# Low price electric bicycle



## major (Apr 4, 2008)

etsi said:


> Where can somebody find a low price 500-600euros city electric bicycle for daily use 15-20km.
> 
> How about this one for 550 euros at: http://www.epb.gr/index.php?route=product/product&path=47_48&product_id=95
> 
> ...


Hi etsi,

Not too much electric bicycle action on this forum. This is a good resource for many things EVish including bikes. But you're likely to get a better response and opinions at the ES forum, http://endless-sphere.com/forums/index.php

Please don't feel like I'm sending you away. Stick around  & the web site is Greek to me . It looks like a nice bike. From the vid, I notice a lot of hand assembly and what appears to be lead acid batteries. I for sure would want Lithium on a bicycle.

Good luck,

major


----------



## etsi (Aug 17, 2013)

major said:


> Hi etsi,
> 
> Not too much electric bicycle action on this forum. This is a good resource for many things EVish including bikes. But you're likely to get a better response and opinions at the ES forum, http://endless-sphere.com/forums/index.php
> 
> ...


Hi major

The batteries are lead acid. 
Can I change them later, after they are worn out and put in lithium?

Thanks for the tip


----------



## major (Apr 4, 2008)

etsi said:


> Hi major
> 
> The batteries are lead acid.
> Can I change them later, after they are worn out and put in lithium?
> ...


On a 'turn key' bike like that, a change of battery type may prove difficult due to form factor (not fitting in the original container), controller and charger compatibility.


----------



## etsi (Aug 17, 2013)

major said:


> On a 'turn key' bike like that, a change of battery type may prove difficult due to form factor (not fitting in the original container), controller and charger compatibility.

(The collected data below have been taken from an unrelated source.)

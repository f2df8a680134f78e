//! Per-route dependency graphs
//!
//! Each concrete route has a fixed, staged DAG of retrieval agents. Agents in
//! one stage run concurrently; a stage only starts after the previous one has
//! fully returned. What an agent queries about is given by its [`LeadScope`].
//!
//! ```text
//! market-back   literature ─▶ target ─▶ {drug(targets), clinical} ─▶ {safety, patent, regulatory*, market*}(candidates)
//! asset-forward {drug, literature*} ─▶ target(targets) ─▶ {clinical(candidates), safety} ─▶ {regulatory*, market*}(candidates)
//! debate        {literature, clinical} ─▶ {safety, patent, regulatory*, market*}
//! white-space   {literature, target} ─▶ drug(targets) ─▶ {clinical, patent}(candidates) ─▶ market*(candidates)
//! ```
//!
//! `*` marks optional agents, dropped in low reasoning mode. The graphs are
//! built once per process and shared.

use std::collections::HashMap;
use std::sync::{Arc, OnceLock};

use serde::{Deserialize, Serialize};

use crate::agents::AgentKind;
use crate::intent::Route;

/// Where an agent's leads come from.
#[derive(Debug, Clone, Copy, PartialEq, Eq, Serialize, Deserialize)]
#[serde(rename_all = "snake_case")]
pub enum LeadScope {
    /// The route's primary subject.
    Intent,
    /// Targets found by upstream agents.
    Targets,
    /// The provisional ranking of candidates so far.
    Candidates,
}

#[derive(Debug, Clone, Copy, PartialEq, Eq)]
pub struct AgentNode {
    pub kind: AgentKind,
    pub scope: LeadScope,
    pub optional: bool,
}

const fn node(kind: AgentKind, scope: LeadScope) -> AgentNode {
    AgentNode { kind, scope, optional: false }
}

const fn optional(kind: AgentKind, scope: LeadScope) -> AgentNode {
    AgentNode { kind, scope, optional: true }
}

#[derive(Debug, Clone)]
pub struct RouteGraph {
    pub route: Route,
    pub stages: Vec<Vec<AgentNode>>,
}

impl RouteGraph {
    pub fn layout(&self) -> Vec<Vec<AgentKind>> {
        self.stages.iter().map(|stage| stage.iter().map(|n| n.kind).collect()).collect()
    }

    pub fn agent_count(&self) -> usize {
        self.stages.iter().map(Vec::len).sum()
    }
}

pub struct GraphCatalog {
    graphs: HashMap<Route, Arc<RouteGraph>>,
}

impl GraphCatalog {
    fn standard() -> Self {
        use AgentKind::*;
        use LeadScope::*;

        let graphs = [
            RouteGraph {
                route: Route::MarketBack,
                stages: vec![
                    vec![node(Literature, Intent)],
                    vec![node(TargetDiscovery, Intent)],
                    vec![node(DrugCandidate, Targets), node(ClinicalTrials, Intent)],
                    vec![
                        node(SafetyTox, Candidates),
                        node(Patent, Candidates),
                        optional(Regulatory, Candidates),
                        optional(Market, Candidates),
                    ],
                ],
            },
            RouteGraph {
                route: Route::AssetForward,
                stages: vec![
                    vec![node(DrugCandidate, Intent), optional(Literature, Intent)],
                    vec![node(TargetDiscovery, Targets)],
                    vec![node(ClinicalTrials, Candidates), node(SafetyTox, Intent)],
                    vec![optional(Regulatory, Candidates), optional(Market, Candidates)],
                ],
            },
            RouteGraph {
                route: Route::Debate,
                stages: vec![
                    vec![node(Literature, Intent), node(ClinicalTrials, Intent)],
                    vec![
                        node(SafetyTox, Intent),
                        node(Patent, Intent),
                        optional(Regulatory, Intent),
                        optional(Market, Intent),
                    ],
                ],
            },
            RouteGraph {
                route: Route::WhiteSpace,
                stages: vec![
                    vec![node(Literature, Intent), node(TargetDiscovery, Intent)],
                    vec![node(DrugCandidate, Targets)],
                    vec![node(ClinicalTrials, Candidates), node(Patent, Candidates)],
                    vec![optional(Market, Candidates)],
                ],
            },
        ];

        Self { graphs: graphs.into_iter().map(|g| (g.route, Arc::new(g))).collect() }
    }

    /// Graph for a concrete route. `natural-language` has none: it is
    /// resolved to a concrete route first.
    pub fn get(&self, route: Route) -> Option<Arc<RouteGraph>> {
        self.graphs.get(&route).cloned()
    }
}

pub fn catalog() -> &'static GraphCatalog {
    static CATALOG: OnceLock<GraphCatalog> = OnceLock::new();
    CATALOG.get_or_init(GraphCatalog::standard)
}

Besides changing the controller and the charger do I have to change the motor too?


----------



## major (Apr 4, 2008)

etsi said:


> Besides changing the controller and the charger do I have to change the motor too?


I can't tell from here. Often the motor and controller is a matched set. Other times not. If you were to replace the battery with one of similar voltage, the original motor and/or controller may work. It depends on how the system is designed and how integrated the battery management is to the motor controller. In any case, switching from Pb-Acid to Lithium will almost surely require a new charger.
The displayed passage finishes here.